> **DIRECTIONS FOR THIS TASK**:
Retype every entry exactly, down to the last character.

Collected data:
##############################

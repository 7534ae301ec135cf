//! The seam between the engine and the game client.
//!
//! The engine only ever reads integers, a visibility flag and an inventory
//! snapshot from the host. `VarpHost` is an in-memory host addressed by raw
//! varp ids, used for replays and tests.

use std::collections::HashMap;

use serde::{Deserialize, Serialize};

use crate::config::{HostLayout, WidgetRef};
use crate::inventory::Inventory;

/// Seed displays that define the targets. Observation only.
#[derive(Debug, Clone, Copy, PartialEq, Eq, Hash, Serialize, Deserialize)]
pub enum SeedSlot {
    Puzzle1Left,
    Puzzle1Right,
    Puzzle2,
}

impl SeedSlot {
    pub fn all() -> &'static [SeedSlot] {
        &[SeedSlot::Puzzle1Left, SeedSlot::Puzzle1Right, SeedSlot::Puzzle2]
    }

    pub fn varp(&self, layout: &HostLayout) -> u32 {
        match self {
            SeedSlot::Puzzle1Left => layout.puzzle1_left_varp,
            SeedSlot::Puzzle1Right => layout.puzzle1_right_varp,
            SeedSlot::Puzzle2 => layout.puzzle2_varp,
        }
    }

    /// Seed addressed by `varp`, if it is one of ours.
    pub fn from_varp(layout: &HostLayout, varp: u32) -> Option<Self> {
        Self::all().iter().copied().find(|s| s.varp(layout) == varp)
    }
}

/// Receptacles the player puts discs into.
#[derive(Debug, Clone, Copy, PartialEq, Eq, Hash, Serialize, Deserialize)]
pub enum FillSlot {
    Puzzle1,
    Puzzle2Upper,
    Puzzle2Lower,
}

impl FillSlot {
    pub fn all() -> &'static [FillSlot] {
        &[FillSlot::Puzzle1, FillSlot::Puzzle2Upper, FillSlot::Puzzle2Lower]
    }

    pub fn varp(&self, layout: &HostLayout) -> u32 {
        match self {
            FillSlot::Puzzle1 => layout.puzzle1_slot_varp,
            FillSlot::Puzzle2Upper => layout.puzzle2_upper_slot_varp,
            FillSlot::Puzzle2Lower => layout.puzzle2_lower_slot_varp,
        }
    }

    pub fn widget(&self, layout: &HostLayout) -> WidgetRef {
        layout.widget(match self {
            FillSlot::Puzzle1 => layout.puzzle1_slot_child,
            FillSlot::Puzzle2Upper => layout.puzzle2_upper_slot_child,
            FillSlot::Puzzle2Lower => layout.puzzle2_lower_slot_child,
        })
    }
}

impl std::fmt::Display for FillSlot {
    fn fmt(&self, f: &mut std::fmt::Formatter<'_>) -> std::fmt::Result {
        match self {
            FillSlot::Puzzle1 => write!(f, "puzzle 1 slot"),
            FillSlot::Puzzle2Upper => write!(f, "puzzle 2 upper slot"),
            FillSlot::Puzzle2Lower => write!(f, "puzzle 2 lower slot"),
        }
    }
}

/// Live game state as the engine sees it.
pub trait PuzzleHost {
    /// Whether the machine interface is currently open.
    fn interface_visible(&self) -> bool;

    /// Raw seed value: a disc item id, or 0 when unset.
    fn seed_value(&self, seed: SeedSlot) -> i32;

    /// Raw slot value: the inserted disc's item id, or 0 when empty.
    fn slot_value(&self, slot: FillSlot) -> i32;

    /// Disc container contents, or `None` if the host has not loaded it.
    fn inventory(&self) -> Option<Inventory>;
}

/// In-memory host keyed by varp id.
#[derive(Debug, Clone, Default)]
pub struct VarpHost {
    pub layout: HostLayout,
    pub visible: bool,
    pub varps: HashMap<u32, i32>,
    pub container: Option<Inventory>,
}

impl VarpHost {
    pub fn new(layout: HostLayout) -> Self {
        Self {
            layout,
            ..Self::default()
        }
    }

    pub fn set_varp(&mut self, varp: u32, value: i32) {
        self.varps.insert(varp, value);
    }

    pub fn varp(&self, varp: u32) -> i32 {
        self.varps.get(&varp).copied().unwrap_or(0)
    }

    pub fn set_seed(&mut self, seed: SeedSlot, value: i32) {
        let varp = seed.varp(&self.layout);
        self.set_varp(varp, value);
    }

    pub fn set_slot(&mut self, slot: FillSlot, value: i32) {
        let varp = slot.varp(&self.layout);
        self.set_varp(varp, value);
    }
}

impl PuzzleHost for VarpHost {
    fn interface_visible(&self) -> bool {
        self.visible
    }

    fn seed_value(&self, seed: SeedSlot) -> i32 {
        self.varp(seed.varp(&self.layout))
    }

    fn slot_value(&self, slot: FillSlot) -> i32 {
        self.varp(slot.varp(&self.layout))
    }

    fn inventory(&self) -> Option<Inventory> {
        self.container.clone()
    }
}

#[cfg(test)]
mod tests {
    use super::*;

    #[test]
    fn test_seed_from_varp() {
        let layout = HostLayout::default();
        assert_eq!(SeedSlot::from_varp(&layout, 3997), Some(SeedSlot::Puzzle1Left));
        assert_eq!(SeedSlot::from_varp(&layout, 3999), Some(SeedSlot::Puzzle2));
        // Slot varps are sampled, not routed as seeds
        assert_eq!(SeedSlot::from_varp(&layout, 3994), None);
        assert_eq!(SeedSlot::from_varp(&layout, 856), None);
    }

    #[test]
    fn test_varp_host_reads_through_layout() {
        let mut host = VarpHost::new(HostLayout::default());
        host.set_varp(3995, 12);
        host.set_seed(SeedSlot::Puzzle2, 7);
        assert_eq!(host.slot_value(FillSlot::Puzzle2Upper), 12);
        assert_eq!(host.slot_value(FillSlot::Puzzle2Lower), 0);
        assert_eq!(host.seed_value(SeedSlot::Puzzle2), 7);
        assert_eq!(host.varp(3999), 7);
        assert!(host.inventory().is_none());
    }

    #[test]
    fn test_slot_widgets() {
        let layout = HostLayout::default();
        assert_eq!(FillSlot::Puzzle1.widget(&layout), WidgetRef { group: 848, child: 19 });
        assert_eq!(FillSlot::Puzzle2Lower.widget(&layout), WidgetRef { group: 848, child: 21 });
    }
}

##############################

> **ANSWER SECTION**:
repository 7534ae301ec135cf
//! The seam between the engine and the game client.
//!
//! The engine only ever reads integers, a visibility flag and an inventory
//! snapshot from the host. `VarpHost` is an in-memory host addressed by raw
//! varp ids, used for replays and tests.

use std::collections::HashMap;

use serde::{Deserialize, Serialize};

use crate::config::{HostLayout, WidgetRef};
use crate::inventory::Inventory;

/// Seed displays that define the targets. Observation only.
#[derive(Debug, Clone, Copy, PartialEq, Eq, Hash, Serialize, Deserialize)]
pub enum SeedSlot {
    Puzzle1Left,
    Puzzle1Right,
    Puzzle2,
}

impl SeedSlot {
    pub fn all() -> &'static [SeedSlot] {
        &[SeedSlot::Puzzle1Left, SeedSlot::Puzzle1Right, SeedSlot::Puzzle2]
    }

    pub fn varp(&self, layout: &HostLayout) -> u32 {
        match self {
            SeedSlot::Puzzle1Left => layout.puzzle1_left_varp,
            SeedSlot::Puzzle1Right => layout.puzzle1_right_varp,
            SeedSlot::Puzzle2 => layout.puzzle2_varp,
        }
    }

    /// Seed addressed by `varp`, if it is one of ours.
    pub fn from_varp(layout: &HostLayout, varp: u32) -> Option<Self> {
        Self::all().iter().copied().find(|s| s.varp(layout) == varp)
    }
}

/// Receptacles the player puts discs into.
#[derive(Debug, Clone, Copy, PartialEq, Eq, Hash, Serialize, Deserialize)]
pub enum FillSlot {
    Puzzle1,
    Puzzle2Upper,
    Puzzle2Lower,
}

impl FillSlot {
    pub fn all() -> &'static [FillSlot] {
        &[FillSlot::Puzzle1, FillSlot::Puzzle2Upper, FillSlot::Puzzle2Lower]
    }

    pub fn varp(&self, layout: &HostLayout) -> u32 {
        match self {
            FillSlot::Puzzle1 => layout.puzzle1_slot_varp,
            FillSlot::Puzzle2Upper => layout.puzzle2_upper_slot_varp,
            FillSlot::Puzzle2Lower => layout.puzzle2_lower_slot_varp,
        }
    }

    pub fn widget(&self, layout: &HostLayout) -> WidgetRef {
        layout.widget(match self {
            FillSlot::Puzzle1 => layout.puzzle1_slot_child,
            FillSlot::Puzzle2Upper => layout.puzzle2_upper_slot_child,
            FillSlot::Puzzle2Lower => layout.puzzle2_lower_slot_child,
        })
    }
}

impl std::fmt::Display for FillSlot {
    fn fmt(&self, f: &mut std::fmt::Formatter<'_>) -> std::fmt::Result {
        match self {
            FillSlot::Puzzle1 => write!(f, "puzzle 1 slot"),
            FillSlot::Puzzle2Upper => write!(f, "puzzle 2 upper slot"),
            FillSlot::Puzzle2Lower => write!(f, "puzzle 2 lower slot"),
        }
    }
}

/// Live game state as the engine sees it.
pub trait PuzzleHost {
    /// Whether the machine interface is currently open.
    fn interface_visible(&self) -> bool;

    /// Raw seed value: a disc item id, or 0 when unset.
    fn seed_value(&self, seed: SeedSlot) -> i32;

    /// Raw slot value: the inserted disc's item id, or 0 when empty.
    fn slot_value(&self, slot: FillSlot) -> i32;

    /// Disc container contents, or `None` if the host has not loaded it.
    fn inventory(&self) -> Option<Inventory>;
}

/// In-memory host keyed by varp id.
#[derive(Debug, Clone, Default)]
pub struct VarpHost {
    pub layout: HostLayout,
    pub visible: bool,
    pub varps: HashMap<u32, i32>,
    pub container: Option<Inventory>,
}

impl VarpHost {
    pub fn new(layout: HostLayout) -> Self {
        Self {
            layout,
            ..Self::default()
        }
    }

    pub fn set_varp(&mut self, varp: u32, value: i32) {
        self.varps.insert(varp, value);
    }

    pub fn varp(&self, varp: u32) -> i32 {
        self.varps.get(&varp).copied().unwrap_or(0)
    }

    pub fn set_seed(&mut self, seed: SeedSlot, value: i32) {
        let varp = seed.varp(&self.layout);
        self.set_varp(varp, value);
    }

    pub fn set_slot(&mut self, slot: FillSlot, value: i32) {
        let varp = slot.varp(&self.layout);
        self.set_varp(varp, value);
    }
}

impl PuzzleHost for VarpHost {
    fn interface_visible(&self) -> bool {
        self.visible
    }

    fn seed_value(&self, seed: SeedSlot) -> i32 {
        self.varp(seed.varp(&self.layout))
    }

    fn slot_value(&self, slot: FillSlot) -> i32 {
        self.varp(slot.varp(&self.layout))
    }

    fn inventory(&self) -> Option<Inventory> {
        self.container.clone()
    }
}

#[cfg(test)]
mod tests {
    use super::*;

    #[test]
    fn test_seed_from_varp() {
        let layout = HostLayout::default();
        assert_eq!(SeedSlot::from_varp(&layout, 3997), Some(SeedSlot::Puzzle1Left));
        assert_eq!(SeedSlot::from_varp(&layout, 3999), Some(SeedSlot::Puzzle2));
        // Slot varps are sampled, not routed as seeds
        assert_eq!(SeedSlot::from_varp(&layout, 3994), None);
        assert_eq!(SeedSlot::from_varp(&layout, 856), None);
    }

    #[test]
    fn test_varp_host_reads_through_layout() {
        let mut host = VarpHost::new(HostLayout::default());
        host.set_varp(3995, 12);
        host.set_seed(SeedSlot::Puzzle2, 7);
        assert_eq!(host.slot_value(FillSlot::Puzzle2Upper), 12);
        assert_eq!(host.slot_value(FillSlot::Puzzle2Lower), 0);
        assert_eq!(host.seed_value(SeedSlot::Puzzle2), 7);
        assert_eq!(host.varp(3999), 7);
        assert!(host.inventory().is_none());
    }

    #[test]
    fn test_slot_widgets() {
        let layout = HostLayout::default();
        assert_eq!(FillSlot::Puzzle1.widget(&layout), WidgetRef { group: 848, child: 19 });
        assert_eq!(FillSlot::Puzzle2Lower.widget(&layout), WidgetRef { group: 848, child: 21 });
    }
}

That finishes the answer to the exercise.